*Task to carry out*
Give back exactly the stretch of data below from the line holding "use crate::error::AuthError;" through the line holding "let client = Client::builder()", both ends included, and leave the remaining lines out.
*** Provided data Section Begins ***
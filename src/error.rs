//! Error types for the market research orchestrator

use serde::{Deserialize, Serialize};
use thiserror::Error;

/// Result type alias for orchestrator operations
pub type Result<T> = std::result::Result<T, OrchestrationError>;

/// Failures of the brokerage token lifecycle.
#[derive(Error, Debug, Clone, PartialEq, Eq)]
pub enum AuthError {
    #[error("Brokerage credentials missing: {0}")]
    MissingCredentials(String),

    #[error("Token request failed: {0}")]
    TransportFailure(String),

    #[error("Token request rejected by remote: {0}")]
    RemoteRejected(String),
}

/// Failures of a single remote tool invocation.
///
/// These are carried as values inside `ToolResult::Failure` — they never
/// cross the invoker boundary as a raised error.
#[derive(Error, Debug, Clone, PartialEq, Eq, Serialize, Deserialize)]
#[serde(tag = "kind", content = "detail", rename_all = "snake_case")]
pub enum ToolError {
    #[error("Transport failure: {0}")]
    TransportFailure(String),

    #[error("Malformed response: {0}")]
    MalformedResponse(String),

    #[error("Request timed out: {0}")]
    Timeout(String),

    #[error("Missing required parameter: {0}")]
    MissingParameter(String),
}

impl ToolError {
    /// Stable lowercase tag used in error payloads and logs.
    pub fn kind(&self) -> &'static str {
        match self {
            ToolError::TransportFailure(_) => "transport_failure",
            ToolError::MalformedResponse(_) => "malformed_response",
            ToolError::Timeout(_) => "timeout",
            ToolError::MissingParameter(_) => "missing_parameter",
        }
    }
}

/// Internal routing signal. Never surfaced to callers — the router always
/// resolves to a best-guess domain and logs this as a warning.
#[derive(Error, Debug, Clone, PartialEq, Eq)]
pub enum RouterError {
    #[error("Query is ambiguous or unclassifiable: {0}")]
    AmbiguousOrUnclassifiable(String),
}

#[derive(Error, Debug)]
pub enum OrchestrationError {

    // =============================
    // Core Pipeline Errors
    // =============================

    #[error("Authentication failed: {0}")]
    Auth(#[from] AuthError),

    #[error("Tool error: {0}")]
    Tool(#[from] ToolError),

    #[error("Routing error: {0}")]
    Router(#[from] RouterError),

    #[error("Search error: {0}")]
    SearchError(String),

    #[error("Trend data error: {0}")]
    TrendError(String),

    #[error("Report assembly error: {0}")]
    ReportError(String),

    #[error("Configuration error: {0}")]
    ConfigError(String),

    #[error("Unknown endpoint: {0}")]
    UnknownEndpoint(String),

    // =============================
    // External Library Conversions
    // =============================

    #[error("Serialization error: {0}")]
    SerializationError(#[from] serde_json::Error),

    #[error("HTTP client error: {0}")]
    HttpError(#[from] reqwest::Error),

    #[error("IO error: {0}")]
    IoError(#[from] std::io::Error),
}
*** Provided data Section Ends ***
*** Provided data Section Begins ***
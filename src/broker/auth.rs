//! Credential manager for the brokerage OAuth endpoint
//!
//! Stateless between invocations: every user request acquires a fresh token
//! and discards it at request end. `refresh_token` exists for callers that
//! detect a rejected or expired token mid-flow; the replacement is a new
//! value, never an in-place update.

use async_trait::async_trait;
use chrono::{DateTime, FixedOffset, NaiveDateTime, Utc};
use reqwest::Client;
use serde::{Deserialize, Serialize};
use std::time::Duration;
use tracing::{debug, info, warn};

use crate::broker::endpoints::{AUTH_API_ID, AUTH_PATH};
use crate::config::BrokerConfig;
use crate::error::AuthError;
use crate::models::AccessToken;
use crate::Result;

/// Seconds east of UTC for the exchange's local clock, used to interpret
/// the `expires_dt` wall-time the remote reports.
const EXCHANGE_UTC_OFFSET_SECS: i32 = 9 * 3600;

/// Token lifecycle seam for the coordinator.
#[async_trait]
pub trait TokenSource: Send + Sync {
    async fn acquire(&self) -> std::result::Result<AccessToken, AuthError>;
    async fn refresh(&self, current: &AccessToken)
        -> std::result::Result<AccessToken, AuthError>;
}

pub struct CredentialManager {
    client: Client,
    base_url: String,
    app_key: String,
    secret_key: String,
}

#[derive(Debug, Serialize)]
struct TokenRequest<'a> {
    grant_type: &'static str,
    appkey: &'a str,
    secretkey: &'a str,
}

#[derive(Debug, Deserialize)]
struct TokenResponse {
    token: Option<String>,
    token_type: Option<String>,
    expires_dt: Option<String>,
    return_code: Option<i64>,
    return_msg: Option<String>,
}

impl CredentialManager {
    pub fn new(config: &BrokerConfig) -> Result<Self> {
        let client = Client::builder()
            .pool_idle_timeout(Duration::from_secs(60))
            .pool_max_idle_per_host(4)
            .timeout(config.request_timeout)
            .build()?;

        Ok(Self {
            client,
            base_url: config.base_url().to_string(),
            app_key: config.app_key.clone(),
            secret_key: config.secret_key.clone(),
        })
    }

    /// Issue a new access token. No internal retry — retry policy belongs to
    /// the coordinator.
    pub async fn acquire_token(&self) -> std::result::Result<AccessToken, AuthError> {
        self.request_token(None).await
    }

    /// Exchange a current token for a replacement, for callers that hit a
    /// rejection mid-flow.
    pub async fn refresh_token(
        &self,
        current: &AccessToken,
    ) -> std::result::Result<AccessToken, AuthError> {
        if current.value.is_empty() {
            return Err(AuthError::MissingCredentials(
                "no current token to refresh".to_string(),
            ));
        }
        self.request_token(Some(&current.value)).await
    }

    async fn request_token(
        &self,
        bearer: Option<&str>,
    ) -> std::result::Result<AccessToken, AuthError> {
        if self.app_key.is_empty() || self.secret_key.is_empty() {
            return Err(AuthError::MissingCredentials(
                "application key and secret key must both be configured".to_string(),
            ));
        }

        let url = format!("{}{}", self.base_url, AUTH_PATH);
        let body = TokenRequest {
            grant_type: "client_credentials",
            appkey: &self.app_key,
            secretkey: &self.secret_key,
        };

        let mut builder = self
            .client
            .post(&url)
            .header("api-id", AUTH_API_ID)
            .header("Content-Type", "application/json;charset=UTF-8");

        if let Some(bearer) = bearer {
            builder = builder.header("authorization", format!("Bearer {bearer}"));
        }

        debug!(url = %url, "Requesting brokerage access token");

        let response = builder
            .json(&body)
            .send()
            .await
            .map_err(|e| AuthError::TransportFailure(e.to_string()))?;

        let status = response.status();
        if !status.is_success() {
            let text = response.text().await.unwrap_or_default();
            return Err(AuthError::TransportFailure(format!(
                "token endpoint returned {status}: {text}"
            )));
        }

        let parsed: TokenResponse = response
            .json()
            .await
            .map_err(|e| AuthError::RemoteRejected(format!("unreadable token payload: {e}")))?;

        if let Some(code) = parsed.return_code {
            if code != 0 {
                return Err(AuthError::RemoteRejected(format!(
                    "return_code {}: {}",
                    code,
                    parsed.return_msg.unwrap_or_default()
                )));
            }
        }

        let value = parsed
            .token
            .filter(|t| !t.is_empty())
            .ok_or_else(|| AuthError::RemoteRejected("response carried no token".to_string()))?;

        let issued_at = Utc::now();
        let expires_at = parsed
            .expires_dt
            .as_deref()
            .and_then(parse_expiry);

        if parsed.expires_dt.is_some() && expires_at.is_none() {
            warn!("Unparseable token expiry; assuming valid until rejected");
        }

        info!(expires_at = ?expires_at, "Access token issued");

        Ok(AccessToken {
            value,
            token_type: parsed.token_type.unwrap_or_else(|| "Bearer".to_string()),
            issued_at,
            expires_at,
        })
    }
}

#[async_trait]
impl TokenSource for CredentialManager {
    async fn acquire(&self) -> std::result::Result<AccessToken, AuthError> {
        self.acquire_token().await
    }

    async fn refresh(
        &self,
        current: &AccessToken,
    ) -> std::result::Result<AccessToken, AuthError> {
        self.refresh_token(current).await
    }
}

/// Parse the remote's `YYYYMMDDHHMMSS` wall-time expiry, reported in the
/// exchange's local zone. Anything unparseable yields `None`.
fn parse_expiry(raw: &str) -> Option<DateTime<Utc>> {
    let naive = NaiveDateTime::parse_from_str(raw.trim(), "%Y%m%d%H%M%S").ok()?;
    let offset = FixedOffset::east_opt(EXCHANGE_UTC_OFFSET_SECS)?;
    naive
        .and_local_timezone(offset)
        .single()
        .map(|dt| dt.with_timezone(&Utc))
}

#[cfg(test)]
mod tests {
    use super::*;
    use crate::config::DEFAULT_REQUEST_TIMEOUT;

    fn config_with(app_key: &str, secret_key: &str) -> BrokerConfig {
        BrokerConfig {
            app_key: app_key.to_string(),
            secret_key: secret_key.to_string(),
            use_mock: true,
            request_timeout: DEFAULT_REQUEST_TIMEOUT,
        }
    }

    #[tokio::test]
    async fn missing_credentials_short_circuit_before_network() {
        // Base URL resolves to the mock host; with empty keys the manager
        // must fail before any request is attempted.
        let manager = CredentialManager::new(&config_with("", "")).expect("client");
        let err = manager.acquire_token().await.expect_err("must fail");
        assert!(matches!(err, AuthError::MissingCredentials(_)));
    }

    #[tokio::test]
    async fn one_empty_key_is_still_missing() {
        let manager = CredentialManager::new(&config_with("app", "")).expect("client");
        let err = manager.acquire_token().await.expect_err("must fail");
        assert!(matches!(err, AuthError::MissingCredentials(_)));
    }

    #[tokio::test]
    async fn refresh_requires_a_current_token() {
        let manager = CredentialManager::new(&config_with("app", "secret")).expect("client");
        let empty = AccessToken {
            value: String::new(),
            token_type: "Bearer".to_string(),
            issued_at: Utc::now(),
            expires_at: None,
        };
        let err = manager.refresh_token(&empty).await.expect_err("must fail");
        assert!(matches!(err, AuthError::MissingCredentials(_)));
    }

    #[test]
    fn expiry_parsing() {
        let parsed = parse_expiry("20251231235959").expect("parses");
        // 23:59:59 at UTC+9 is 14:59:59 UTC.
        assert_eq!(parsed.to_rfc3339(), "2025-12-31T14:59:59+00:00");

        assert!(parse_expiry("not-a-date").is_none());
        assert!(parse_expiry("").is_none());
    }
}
*** Provided data Section Ends ***
*Problem solution*
use crate::error::AuthError;
use crate::models::AccessToken;
use crate::Result;

/// Seconds east of UTC for the exchange's local clock, used to interpret
/// the `expires_dt` wall-time the remote reports.
const EXCHANGE_UTC_OFFSET_SECS: i32 = 9 * 3600;

/// Token lifecycle seam for the coordinator.
#[async_trait]
pub trait TokenSource: Send + Sync {
    async fn acquire(&self) -> std::result::Result<AccessToken, AuthError>;
    async fn refresh(&self, current: &AccessToken)
        -> std::result::Result<AccessToken, AuthError>;
}

pub struct CredentialManager {
    client: Client,
    base_url: String,
    app_key: String,
    secret_key: String,
}

#[derive(Debug, Serialize)]
struct TokenRequest<'a> {
    grant_type: &'static str,
    appkey: &'a str,
    secretkey: &'a str,
}

#[derive(Debug, Deserialize)]
struct TokenResponse {
    token: Option<String>,
    token_type: Option<String>,
    expires_dt: Option<String>,
    return_code: Option<i64>,
    return_msg: Option<String>,
}

impl CredentialManager {
    pub fn new(config: &BrokerConfig) -> Result<Self> {
        let client = Client::builder()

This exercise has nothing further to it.